> Problem to solve: Filter the data below, keeping only lines that contain "file".

> Extracted records:
* * * * * * *

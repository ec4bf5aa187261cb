//! Destination file naming: timestamp suffixes and unique-name minting.
//!
//! Every function here is pure; the timestamp is an explicit parameter
//! and each call formats with its own pattern, so nothing is shared or
//! mutated across calls.

use chrono::{DateTime, Local};

use crate::config::NamingOptions;

const DATE_PATTERN: &str = "%Y%m%d";
const TIME_PATTERN: &str = "%H%M%S%3f";
const UNIQUE_PATTERN: &str = "%Y%m%d%H%M%S%3f";

/// Split a file name at the last dot. The extension keeps its leading
/// dot; a name without a dot is all stem.
fn split_extension(name: &str) -> (&str, &str) {
    match name.rfind('.') {
        Some(idx) => name.split_at(idx),
        None => (name, ""),
    }
}

/// Compute the destination file name for `source_name` with the given
/// timestamp basis already resolved.
///
/// A non-empty custom format takes precedence over `add_date`/`add_time`.
/// With no suffix configured the name is returned unchanged.
pub fn compute_name(
    source_name: &str,
    options: &NamingOptions,
    timestamp: DateTime<Local>,
) -> String {
    let custom_format = options
        .specify_format
        .then(|| options.date_time_format.as_deref())
        .flatten()
        .filter(|pattern| !pattern.is_empty());

    let mut suffix = String::new();
    if let Some(pattern) = custom_format {
        suffix.push_str(&timestamp.format(pattern).to_string());
    } else {
        if options.add_date {
            suffix.push('_');
            suffix.push_str(&timestamp.format(DATE_PATTERN).to_string());
        }
        if options.add_time {
            suffix.push('_');
            suffix.push_str(&timestamp.format(TIME_PATTERN).to_string());
        }
    }

    if suffix.is_empty() {
        return source_name.to_string();
    }

    if options.date_before_extension {
        let (stem, ext) = split_extension(source_name);
        format!("{stem}{suffix}{ext}")
    } else {
        format!("{source_name}{suffix}")
    }
}

/// Resolve the timestamp basis and compute the destination name: the
/// source's modification time when `use_source_timestamp` is set, the
/// wall clock otherwise.
pub fn destination_name(
    source_name: &str,
    options: &NamingOptions,
    source_modified: DateTime<Local>,
) -> String {
    let timestamp = if options.use_source_timestamp {
        source_modified
    } else {
        Local::now()
    };
    compute_name(source_name, options, timestamp)
}

/// Mint a collision-free sibling of `name` by inserting a
/// millisecond-resolution timestamp before the extension.
pub fn unique_name(name: &str, timestamp: DateTime<Local>) -> String {
    let (stem, ext) = split_extension(name);
    format!("{stem}{}{ext}", timestamp.format(UNIQUE_PATTERN))
}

* * * * * * *

> Answer space:
//! Destination file naming: timestamp suffixes and unique-name minting.
/// Split a file name at the last dot. The extension keeps its leading
/// Compute the destination file name for `source_name` with the given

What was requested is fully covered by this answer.